The committee also endorsed a motion saying that the Thai government should ask Laos to abandon the project, which has been awarded to the Thai company Ch Karnchang. Earlier in the week an Energy Ministry spokesman said the costs and benefits of the dam on the Mekong River needed to be explained. These developments are due in large part to continuous opposition to the project from a number of environmental groups, along with increasing media coverage in recent weeks.
As well, Vietnam and Cambodia - both members of the Mekong River Commission (MRC), along with Thailand and Laos - have also raised concerns about insufficient environmental studies of the dam's likely impact, and they have been joined by government officials from Australia, the United States and other countries.
It should not be naively assumed that the project is dead because of the House committee's recommendations. Last week, the Bangkok Post Sunday broke the story that major road construction was being done around the dam site and villagers were preparing to be relocated. On Friday, the CEO of Ch Karnchang sounded confident that the dam construction would proceed as planned, regardless of whether it ultimately receives clearance from the MRC. Clearly there will be pressure from high places to go ahead with the project, but hopefully it will remain under the media spotlight.

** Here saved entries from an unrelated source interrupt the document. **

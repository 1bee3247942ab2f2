//! Line-oriented interactive menu over a [`Session`].
//!
//! The console reads from any [`BufRead`] and writes to any [`Write`], so the same loop serves
//! stdin/stdout in the `flora` binary and in-memory buffers in tests. Errors from loading,
//! selecting, sorting or saving are printed and the loop moves on to the next pass; end of input
//! ends the loop.

use std::io::{self, BufRead, Write};
use std::path::PathBuf;

use crate::error::TableError;
use crate::export::{format_display_row, validate_file_name};
use crate::session::{Action, Session};
use crate::types::SortOrder;

const MENU: &str = "
Menu:
1. Select by LandscapingZone.
2. Select by LocationPlace.
3. Select by LandscapingZone and ProsperityPeriod.
4. Sort the table by LatinName (ascending).
5. Sort the table by LatinName (descending).
6. Exit.

Enter the number of the chosen item: ";

/// What a menu pass decided.
#[derive(Debug, Clone, Copy, PartialEq, Eq)]
enum Flow {
    Continue,
    Exit,
}

/// Why a pass stopped early.
#[derive(Debug)]
enum Interrupt {
    /// The input stream is exhausted.
    EndOfInput,
    /// Reading or writing the console itself failed.
    Console(io::Error),
    /// A table operation failed; reported to the user.
    Table(TableError),
}

impl From<io::Error> for Interrupt {
    fn from(e: io::Error) -> Self {
        Self::Console(e)
    }
}

impl From<TableError> for Interrupt {
    fn from(e: TableError) -> Self {
        Self::Table(e)
    }
}

/// Interactive menu loop.
pub struct Console<R, W> {
    session: Session,
    input: R,
    output: W,
}

impl<R: BufRead, W: Write> Console<R, W> {
    pub fn new(session: Session, input: R, output: W) -> Self {
        Self {
            session,
            input,
            output,
        }
    }

    /// Give back the session (with whatever table the last pass left loaded).
    pub fn into_session(self) -> Session {
        self.session
    }

    /// Run passes until the user exits or input ends.
    ///
    /// # Errors
    ///
    /// Only console I/O failures are returned; table errors are printed and the loop continues.
    pub fn run(&mut self) -> io::Result<()> {
        loop {
            match self.pass() {
                Ok(Flow::Continue) => {}
                Ok(Flow::Exit) | Err(Interrupt::EndOfInput) => return Ok(()),
                Err(Interrupt::Console(e)) => return Err(e),
                Err(Interrupt::Table(e)) => writeln!(self.output, "\nError: {e}")?,
            }
            if !self.ask_continue()? {
                return Ok(());
            }
        }
    }

    fn pass(&mut self) -> Result<Flow, Interrupt> {
        let path = match self.session.options().input.clone() {
            Some(path) => path,
            None => self.read_path()?,
        };
        self.session.load(&path)?;

        self.prompt(MENU)?;
        let choice = loop {
            match self.read_line()?.trim().parse::<u8>() {
                Ok(n @ 1..=6) => break n,
                _ => self.prompt("\nNo such menu item. Try again: ")?,
            }
        };

        let action = match choice {
            1 => Action::SelectByLandscapingZone(self.read_filter_value(None)?),
            2 => Action::SelectByLocationPlace(self.read_filter_value(None)?),
            3 => Action::SelectByZoneAndPeriod {
                zone: self.read_filter_value(Some("LandscapingZone"))?,
                period: self.read_filter_value(Some("ProsperityPeriod"))?,
            },
            4 => Action::Sort(SortOrder::Ascending),
            5 => Action::Sort(SortOrder::Descending),
            _ => return Ok(Flow::Exit),
        };

        let outcome = self.session.run(&action)?;
        writeln!(self.output)?;
        for row in outcome.emitted_rows() {
            writeln!(self.output, "{}", format_display_row(row))?;
        }

        if self.ask_save()? {
            let name = self.read_file_name()?;
            let saved = self.session.save(&outcome, &name)?;
            writeln!(self.output, "Saved to {}", saved.display())?;
        }
        Ok(Flow::Continue)
    }

    fn read_path(&mut self) -> Result<PathBuf, Interrupt> {
        self.prompt("Enter the path to the file:\n")?;
        let line = self.read_line()?;
        let trimmed = line.trim();
        if trimmed.is_empty() {
            return Err(TableError::invalid_argument("file path is empty").into());
        }
        Ok(PathBuf::from(trimmed))
    }

    fn read_filter_value(&mut self, column: Option<&str>) -> Result<String, Interrupt> {
        match column {
            Some(name) => self.prompt(&format!("\nEnter the value to select by {name}: "))?,
            None => self.prompt("\nEnter the value to select by: ")?,
        }
        loop {
            let value = self.read_line()?;
            if !value.is_empty() {
                return Ok(value);
            }
            self.prompt("\nThe value is empty. Try again: ")?;
        }
    }

    fn ask_save(&mut self) -> Result<bool, Interrupt> {
        self.prompt("\nDo you want to save the result?\nEnter: yes/no\n")?;
        loop {
            match self.read_line()?.trim() {
                "yes" => return Ok(true),
                "no" => return Ok(false),
                _ => self.prompt("Invalid answer. Try again: ")?,
            }
        }
    }

    fn read_file_name(&mut self) -> Result<String, Interrupt> {
        self.prompt("\nEnter the file name: ")?;
        loop {
            let name = self.read_line()?;
            match validate_file_name(&name) {
                Ok(()) => return Ok(name),
                Err(e) => self.prompt(&format!("\n{e}\nTry again: "))?,
            }
        }
    }

    fn ask_continue(&mut self) -> io::Result<bool> {
        self.prompt("\nPress Enter to continue, or type q to quit... ")?;
        match self.read_line() {
            Ok(line) => Ok(!matches!(
                line.trim().to_ascii_lowercase().as_str(),
                "q" | "quit" | "exit"
            )),
            Err(Interrupt::Console(e)) => Err(e),
            Err(_) => Ok(false),
        }
    }

    fn prompt(&mut self, text: &str) -> io::Result<()> {
        write!(self.output, "{text}")?;
        self.output.flush()
    }

    fn read_line(&mut self) -> Result<String, Interrupt> {
        let mut buf = String::new();
        if self.input.read_line(&mut buf)? == 0 {
            return Err(Interrupt::EndOfInput);
        }
        Ok(buf.trim_end_matches(['\r', '\n']).to_string())
    }
}

#[cfg(test)]
mod tests {
    use super::*;
    use crate::session::SessionOptions;

    fn run_console(session: Session, input: &str) -> String {
        let mut out = Vec::new();
        let mut console = Console::new(session, input.as_bytes(), &mut out);
        console.run().unwrap();
        String::from_utf8(out).unwrap()
    }

    #[test]
    fn empty_path_is_reported_and_loop_continues_until_quit() {
        let out = run_console(Session::default(), "\n\n\nq\n");
        assert_eq!(out.matches("Error: invalid argument: file path is empty").count(), 2);
    }

    #[test]
    fn missing_file_reports_io_error() {
        let session = Session::new(SessionOptions {
            input: Some(PathBuf::from("definitely/not/here.csv")),
            ..Default::default()
        });
        let out = run_console(session, "q\n");
        assert!(out.contains("Error: io error"));
    }

    #[test]
    fn end_of_input_stops_quietly() {
        let out = run_console(Session::default(), "");
        assert!(out.starts_with("Enter the path to the file:"));
    }
}
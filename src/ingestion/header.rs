//! Header row validation.
//!
//! The two header rows act as the file's schema contract: downstream code addresses fields by
//! index, so any drift in the header is fatal.

use crate::error::{TableError, TableResult};
use crate::export::format_row;
use crate::types::{HEADER_ROWS, Schema};

use super::splitter::split_row;

/// Minimum row count of a usable file: both header rows plus one data row.
pub const MIN_ROWS: usize = HEADER_ROWS + 1;

/// Check the leading logical rows against `schema`.
///
/// Header rows are split and compared column by column so the error names the first differing
/// column. A row that splits correctly but whose envelope differs from the canonical header line
/// (e.g. a missing leading quote) is still rejected.
///
/// # Errors
///
/// - [`TableError::TooFewRows`] if there are fewer than [`MIN_ROWS`] rows (or fewer than one more
///   than the schema's header lines).
/// - [`TableError::HeaderMismatch`] if any header row differs from the schema.
pub fn validate_headers<S: AsRef<str>>(rows: &[S], schema: &Schema) -> TableResult<()> {
    let min = MIN_ROWS.max(schema.headers.len() + 1);
    if rows.len() < min {
        return Err(TableError::TooFewRows {
            rows: rows.len(),
            min,
        });
    }

    for (row_idx, expected) in schema.headers.iter().enumerate() {
        let raw = rows[row_idx].as_ref();
        let found = split_row(raw);

        for (col, name) in expected.columns.iter().enumerate() {
            match found.get(col) {
                Some(actual) if actual == name => {}
                Some(actual) => {
                    return Err(TableError::HeaderMismatch {
                        row: row_idx,
                        column: Some(col),
                        expected: name.clone(),
                        found: actual.clone(),
                    });
                }
                None => {
                    return Err(TableError::HeaderMismatch {
                        row: row_idx,
                        column: Some(col),
                        expected: name.clone(),
                        found: String::new(),
                    });
                }
            }
        }

        let canonical = format_row(&expected.columns);
        if found.len() != expected.columns.len() || raw != canonical {
            return Err(TableError::HeaderMismatch {
                row: row_idx,
                column: None,
                expected: canonical,
                found: raw.to_string(),
            });
        }
    }

    Ok(())
}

Another place that spotlight needs to be focused is to the west, on another dam project the Electricity Generating Authority of Thailand is heavily involved with inside Burma, one which may have had even less in the way of public participation than the Xayaburi project. The 1,360MW Hutgyi dam, inside Karen State on the Salween River 47km from the Thai-Burma border, is one of seven proposed dams on the last remaining free-flowing river in Southeast Asia, intended to supply electricity mainly to Thailand and China. The Thai and Burmese governments signed a memorandum of understanding in 2005 to study the possibility of building dams along the Salween, the first of which would be the Hutgyi project. These dams are all in areas which have seen extensive human rights abuses of ethnic minorities at the hands of the Burmese army.
In June 2006, Egat signed a deal with China's state-owned hydropower company SinoHydro to be a third partner in the dam construction. According to the Myanmar Times, a feasibility study and detailed design report were completed in August and September 2007 respectively.
In November 2009, Thai civil society leaders representing a large number of organisations delivered a letter to Prime Minister Abhisit Vejjajiva which warned of dire consequences if the Hutgyi project goes ahead. These include major human rights abuses against minority peoples opposed to the regime and flooding of a large populated area. The letter went on to say that rule by the military junta in Burma negates any possibility of transparent enquiry into the impact of the dam or the need for it.
The Thai government and Egat backed away from involvement in the project for a time after two Egat field workers were killed in 2007 by unknown attackers and findings that Thailand did not need the dam's energy capacity. However, now it seems that Egat is quietly back in the game in spite of a recommendation from the Human Rights Commission to abandon the project. According to the Salween Watch website (salweenwatch.org), Egat joined SinoHydro and other Chinese companies, along with Myanmar IGE Co, Ltd in a joint field survey for the hydropower project in March 2010.
In February last year, Energy Minister Wannarat Channukul said the Hutgyi dam project was in the process of an environmental impact assessment. Reportedly the assessment also covers the impact of construction on local residents and addresses possible human rights violations. However, details of the assessment are hard to come by and moreover, it is extremely unlikely that public participation in the assessment was allowed in Karen State. Clearly there is much ground around Hutgyi for a media spotlight to cover, although it must be said that extracting news out of Burma is a daunting task.